» About this exercise
Repeat the records below exactly, line for line.

» Stored data
◆ ◆ ◆ ◆ ◆
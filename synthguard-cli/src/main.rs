use std::{
    fs,
    path::{Path, PathBuf},
    process::ExitCode,
    sync::Arc,
};

use clap::{Args, Parser, Subcommand};
use color_eyre::{eyre::WrapErr, Result};
use synthguard_audit::{verify_store, JsonLinesAuditStore};
use synthguard_privacy::{
    load_config, ConfigFormat, Decision, EvaluationRequest, NoiseMechanism, PrivacyLevel,
    PrivacyOrchestrator, Record, StaticRecordSource,
};
use tracing::info;
use tracing_subscriber::EnvFilter;

#[derive(Debug, Parser)]
#[command(
    name = "synthguard",
    version,
    about = "Privacy budget and disclosure-control gate for synthetic data releases"
)]
struct Cli {
    /// Emit logs as JSON lines instead of human-readable text.
    #[arg(long, global = true)]
    json_logs: bool,
    #[command(subcommand)]
    command: Command,
}

#[derive(Debug, Subcommand)]
enum Command {
    /// Parse and validate an engine configuration, including custom rule sets.
    CheckConfig(ConfigArgs),
    /// Re-verify the hash chain of a JSON-lines audit log.
    VerifyAudit {
        #[arg(long, env = "SYNTHGUARD_AUDIT_LOG")]
        log: PathBuf,
        #[arg(long, default_value_t = 0)]
        from: u64,
        /// Last sequence number to check; defaults to the end of the log.
        #[arg(long)]
        to: Option<u64>,
    },
    /// Gate one batch of candidate records read from a file.
    Evaluate(EvaluateArgs),
}

#[derive(Debug, Args)]
struct ConfigArgs {
    /// Path to configuration file (TOML or YAML).
    #[arg(long, default_value = "configs/synthguard.toml")]
    config: PathBuf,
    /// Explicit configuration format override.
    #[arg(long, default_value_t = ConfigFormat::Auto)]
    config_format: ConfigFormat,
}

#[derive(Debug, Args)]
struct EvaluateArgs {
    #[command(flatten)]
    config: ConfigArgs,
    /// Candidate records: a JSON array or one JSON object per line.
    #[arg(long)]
    records: PathBuf,
    #[arg(long)]
    dataset: String,
    /// Epsilon to spend; overrides --level.
    #[arg(long)]
    epsilon: Option<f64>,
    #[arg(long, default_value_t = PrivacyLevel::Medium)]
    level: PrivacyLevel,
    #[arg(long, default_value_t = 0.0)]
    delta: f64,
    #[arg(long = "quasi-identifier", required = true)]
    quasi_identifiers: Vec<String>,
    #[arg(long = "sensitive")]
    sensitive_columns: Vec<String>,
    #[arg(long, default_value_t = 5)]
    k: u64,
    /// Blocking frameworks.
    #[arg(long = "framework")]
    frameworks: Vec<String>,
    /// Frameworks that are evaluated and logged but never block.
    #[arg(long = "advisory")]
    advisory: Vec<String>,
    #[arg(long, default_value_t = 1_000)]
    batch_size: usize,
    /// Calibrate Gaussian noise for the generator at the given sensitivity.
    #[arg(long)]
    gaussian_sensitivity: Option<f64>,
}

fn init_tracing(json: bool) {
    let filter = EnvFilter::try_from_default_env().unwrap_or_else(|_| EnvFilter::new("info"));
    let builder = tracing_subscriber::fmt()
        .with_env_filter(filter)
        .with_writer(std::io::stderr);
    if json {
        builder.json().init();
    } else {
        builder.init();
    }
}

#[tokio::main]
async fn main() -> Result<ExitCode> {
    color_eyre::install()?;
    let cli = Cli::parse();
    init_tracing(cli.json_logs);

    match cli.command {
        Command::CheckConfig(args) => {
            let config = load_config(&args.config, args.config_format)?;
            println!(
                "{} ok: {} dataset budgets, reservation ttl {} ms, audit log {}",
                args.config.display(),
                config.budget.datasets.len(),
                config.budget.reservation_ttl_ms,
                config
                    .audit
                    .log_path
                    .as_deref()
                    .map_or_else(|| "in memory".to_owned(), |p| p.display().to_string()),
            );
            Ok(ExitCode::SUCCESS)
        }
        Command::VerifyAudit { log, from, to } => {
            let store = JsonLinesAuditStore::open(&log)
                .wrap_err_with(|| format!("opening audit log {}", log.display()))?;
            let verified = verify_store(&store, from, to)?;
            println!("{}: {verified} entries verified from sequence {from}", log.display());
            Ok(ExitCode::SUCCESS)
        }
        Command::Evaluate(args) => evaluate(args).await,
    }
}

async fn evaluate(args: EvaluateArgs) -> Result<ExitCode> {
    let config = load_config(&args.config.config, args.config.config_format)?;
    let records = read_records(&args.records)?;
    info!(rows = records.len(), dataset = %args.dataset, "loaded candidate records");

    let orchestrator =
        PrivacyOrchestrator::from_config(&config, Arc::new(StaticRecordSource::new(records)))?;
    let mut request = EvaluationRequest::at_level(args.dataset, args.level)
        .delta(args.delta)
        .quasi_identifiers(args.quasi_identifiers)
        .sensitive_columns(args.sensitive_columns)
        .k_threshold(args.k)
        .batch_size(args.batch_size);
    if let Some(epsilon) = args.epsilon {
        request.epsilon = epsilon;
    }
    for name in &args.frameworks {
        request = request.framework(name);
    }
    for name in &args.advisory {
        request = request.advisory_framework(name);
    }
    if let Some(sensitivity) = args.gaussian_sensitivity {
        request = request.noise(NoiseMechanism::Gaussian, sensitivity);
    }

    let decision = orchestrator
        .evaluate_with_cancellation(request, async {
            if tokio::signal::ctrl_c().await.is_err() {
                std::future::pending::<()>().await;
            }
        })
        .await?;
    println!("{}", serde_json::to_string_pretty(&decision)?);
    Ok(match decision {
        Decision::Accepted(_) => ExitCode::SUCCESS,
        Decision::Rejected(_) => ExitCode::from(2),
    })
}

/// Accepts either a JSON array of objects or JSON lines.
fn read_records(path: &Path) -> Result<Vec<Record>> {
    let contents =
        fs::read_to_string(path).wrap_err_with(|| format!("reading {}", path.display()))?;
    if contents.trim_start().starts_with('[') {
        return serde_json::from_str(&contents)
            .wrap_err_with(|| format!("parsing {} as a JSON array", path.display()));
    }
    contents
        .lines()
        .enumerate()
        .filter(|(_, line)| !line.trim().is_empty())
        .map(|(index, line)| {
            serde_json::from_str(line)
                .wrap_err_with(|| format!("{}:{}: invalid record", path.display(), index + 1))
        })
        .collect()
}

#[cfg(test)]
mod tests {
    use super::*;
    use pretty_assertions::assert_eq;

    #[test]
    fn records_load_from_array_or_lines() {
        let dir = tempfile::tempdir().unwrap();
        let array = dir.path().join("batch.json");
        fs::write(&array, r#"[{"zip_code": "021"}, {"zip_code": "100"}]"#).unwrap();
        let lines = dir.path().join("batch.jsonl");
        fs::write(&lines, "{\"zip_code\": \"021\"}\n\n{\"zip_code\": \"100\"}\n").unwrap();
        assert_eq!(read_records(&array).unwrap(), read_records(&lines).unwrap());
        assert_eq!(read_records(&array).unwrap().len(), 2);
    }

    #[test]
    fn bad_line_is_located() {
        let dir = tempfile::tempdir().unwrap();
        let lines = dir.path().join("batch.jsonl");
        fs::write(&lines, "{\"a\": 1}\nnot json\n").unwrap();
        let err = read_records(&lines).unwrap_err();
        assert!(err.to_string().ends_with(":2: invalid record"));
    }

    #[test]
    fn cli_parses_evaluate_flags() {
        let cli = Cli::try_parse_from([
            "synthguard",
            "evaluate",
            "--records",
            "batch.json",
            "--dataset",
            "patients_v1",
            "--level",
            "high",
            "--quasi-identifier",
            "zip_code",
            "--quasi-identifier",
            "age_group",
            "--framework",
            "hipaa",
        ])
        .unwrap();
        let Command::Evaluate(args) = cli.command else {
            panic!("expected evaluate");
        };
        assert_eq!(args.level, PrivacyLevel::High);
        assert_eq!(args.quasi_identifiers, vec!["zip_code", "age_group"]);
        assert_eq!(args.config.config_format, ConfigFormat::Auto);
    }
}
◆ ◆ ◆ ◆ ◆
» Exercise solution
filename synthguard-cli/src/main.rs
use std::{
    fs,
    path::{Path, PathBuf},
    process::ExitCode,
    sync::Arc,
};

use clap::{Args, Parser, Subcommand};
use color_eyre::{eyre::WrapErr, Result};
use synthguard_audit::{verify_store, JsonLinesAuditStore};
use synthguard_privacy::{
    load_config, ConfigFormat, Decision, EvaluationRequest, NoiseMechanism, PrivacyLevel,
    PrivacyOrchestrator, Record, StaticRecordSource,
};
use tracing::info;
use tracing_subscriber::EnvFilter;

#[derive(Debug, Parser)]
#[command(
    name = "synthguard",
    version,
    about = "Privacy budget and disclosure-control gate for synthetic data releases"
)]
struct Cli {
    /// Emit logs as JSON lines instead of human-readable text.
    #[arg(long, global = true)]
    json_logs: bool,
    #[command(subcommand)]
    command: Command,
}

#[derive(Debug, Subcommand)]
enum Command {
    /// Parse and validate an engine configuration, including custom rule sets.
    CheckConfig(ConfigArgs),
    /// Re-verify the hash chain of a JSON-lines audit log.
    VerifyAudit {
        #[arg(long, env = "SYNTHGUARD_AUDIT_LOG")]
        log: PathBuf,
        #[arg(long, default_value_t = 0)]
        from: u64,
        /// Last sequence number to check; defaults to the end of the log.
        #[arg(long)]
        to: Option<u64>,
    },
    /// Gate one batch of candidate records read from a file.
    Evaluate(EvaluateArgs),
}

#[derive(Debug, Args)]
struct ConfigArgs {
    /// Path to configuration file (TOML or YAML).
    #[arg(long, default_value = "configs/synthguard.toml")]
    config: PathBuf,
    /// Explicit configuration format override.
    #[arg(long, default_value_t = ConfigFormat::Auto)]
    config_format: ConfigFormat,
}

#[derive(Debug, Args)]
struct EvaluateArgs {
    #[command(flatten)]
    config: ConfigArgs,
    /// Candidate records: a JSON array or one JSON object per line.
    #[arg(long)]
    records: PathBuf,
    #[arg(long)]
    dataset: String,
    /// Epsilon to spend; overrides --level.
    #[arg(long)]
    epsilon: Option<f64>,
    #[arg(long, default_value_t = PrivacyLevel::Medium)]
    level: PrivacyLevel,
    #[arg(long, default_value_t = 0.0)]
    delta: f64,
    #[arg(long = "quasi-identifier", required = true)]
    quasi_identifiers: Vec<String>,
    #[arg(long = "sensitive")]
    sensitive_columns: Vec<String>,
    #[arg(long, default_value_t = 5)]
    k: u64,
    /// Blocking frameworks.
    #[arg(long = "framework")]
    frameworks: Vec<String>,
    /// Frameworks that are evaluated and logged but never block.
    #[arg(long = "advisory")]
    advisory: Vec<String>,
    #[arg(long, default_value_t = 1_000)]
    batch_size: usize,
    /// Calibrate Gaussian noise for the generator at the given sensitivity.
    #[arg(long)]
    gaussian_sensitivity: Option<f64>,
}

fn init_tracing(json: bool) {
    let filter = EnvFilter::try_from_default_env().unwrap_or_else(|_| EnvFilter::new("info"));
    let builder = tracing_subscriber::fmt()
        .with_env_filter(filter)
        .with_writer(std::io::stderr);
    if json {
        builder.json().init();
    } else {
        builder.init();
    }
}

#[tokio::main]
async fn main() -> Result<ExitCode> {
    color_eyre::install()?;
    let cli = Cli::parse();
    init_tracing(cli.json_logs);

    match cli.command {
        Command::CheckConfig(args) => {
            let config = load_config(&args.config, args.config_format)?;
            println!(
                "{} ok: {} dataset budgets, reservation ttl {} ms, audit log {}",
                args.config.display(),
                config.budget.datasets.len(),
                config.budget.reservation_ttl_ms,
                config
                    .audit
                    .log_path
                    .as_deref()
                    .map_or_else(|| "in memory".to_owned(), |p| p.display().to_string()),
            );
            Ok(ExitCode::SUCCESS)
        }
        Command::VerifyAudit { log, from, to } => {
            let store = JsonLinesAuditStore::open(&log)
                .wrap_err_with(|| format!("opening audit log {}", log.display()))?;
            let verified = verify_store(&store, from, to)?;
            println!("{}: {verified} entries verified from sequence {from}", log.display());
            Ok(ExitCode::SUCCESS)
        }
        Command::Evaluate(args) => evaluate(args).await,
    }
}

async fn evaluate(args: EvaluateArgs) -> Result<ExitCode> {
    let config = load_config(&args.config.config, args.config.config_format)?;
    let records = read_records(&args.records)?;
    info!(rows = records.len(), dataset = %args.dataset, "loaded candidate records");

    let orchestrator =
        PrivacyOrchestrator::from_config(&config, Arc::new(StaticRecordSource::new(records)))?;
    let mut request = EvaluationRequest::at_level(args.dataset, args.level)
        .delta(args.delta)
        .quasi_identifiers(args.quasi_identifiers)
        .sensitive_columns(args.sensitive_columns)
        .k_threshold(args.k)
        .batch_size(args.batch_size);
    if let Some(epsilon) = args.epsilon {
        request.epsilon = epsilon;
    }
    for name in &args.frameworks {
        request = request.framework(name);
    }
    for name in &args.advisory {
        request = request.advisory_framework(name);
    }
    if let Some(sensitivity) = args.gaussian_sensitivity {
        request = request.noise(NoiseMechanism::Gaussian, sensitivity);
    }

    let decision = orchestrator
        .evaluate_with_cancellation(request, async {
            if tokio::signal::ctrl_c().await.is_err() {
                std::future::pending::<()>().await;
            }
        })
        .await?;
    println!("{}", serde_json::to_string_pretty(&decision)?);
    Ok(match decision {
        Decision::Accepted(_) => ExitCode::SUCCESS,
        Decision::Rejected(_) => ExitCode::from(2),
    })
}

/// Accepts either a JSON array of objects or JSON lines.
fn read_records(path: &Path) -> Result<Vec<Record>> {
    let contents =
        fs::read_to_string(path).wrap_err_with(|| format!("reading {}", path.display()))?;
    if contents.trim_start().starts_with('[') {
        return serde_json::from_str(&contents)
            .wrap_err_with(|| format!("parsing {} as a JSON array", path.display()));
    }
    contents
        .lines()
        .enumerate()
        .filter(|(_, line)| !line.trim().is_empty())
        .map(|(index, line)| {
            serde_json::from_str(line)
                .wrap_err_with(|| format!("{}:{}: invalid record", path.display(), index + 1))
        })
        .collect()
}

#[cfg(test)]
mod tests {
    use super::*;
    use pretty_assertions::assert_eq;

    #[test]
    fn records_load_from_array_or_lines() {
        let dir = tempfile::tempdir().unwrap();
        let array = dir.path().join("batch.json");
        fs::write(&array, r#"[{"zip_code": "021"}, {"zip_code": "100"}]"#).unwrap();
        let lines = dir.path().join("batch.jsonl");
        fs::write(&lines, "{\"zip_code\": \"021\"}\n\n{\"zip_code\": \"100\"}\n").unwrap();
        assert_eq!(read_records(&array).unwrap(), read_records(&lines).unwrap());
        assert_eq!(read_records(&array).unwrap().len(), 2);
    }

    #[test]
    fn bad_line_is_located() {
        let dir = tempfile::tempdir().unwrap();
        let lines = dir.path().join("batch.jsonl");
        fs::write(&lines, "{\"a\": 1}\nnot json\n").unwrap();
        let err = read_records(&lines).unwrap_err();
        assert!(err.to_string().ends_with(":2: invalid record"));
    }

    #[test]
    fn cli_parses_evaluate_flags() {
        let cli = Cli::try_parse_from([
            "synthguard",
            "evaluate",
            "--records",
            "batch.json",
            "--dataset",
            "patients_v1",
            "--level",
            "high",
            "--quasi-identifier",
            "zip_code",
            "--quasi-identifier",
            "age_group",
            "--framework",
            "hipaa",
        ])
        .unwrap();
        let Command::Evaluate(args) = cli.command else {
            panic!("expected evaluate");
        };
        assert_eq!(args.level, PrivacyLevel::High);
        assert_eq!(args.quasi_identifiers, vec!["zip_code", "age_group"]);
        assert_eq!(args.config.config_format, ConfigFormat::Auto);
    }
}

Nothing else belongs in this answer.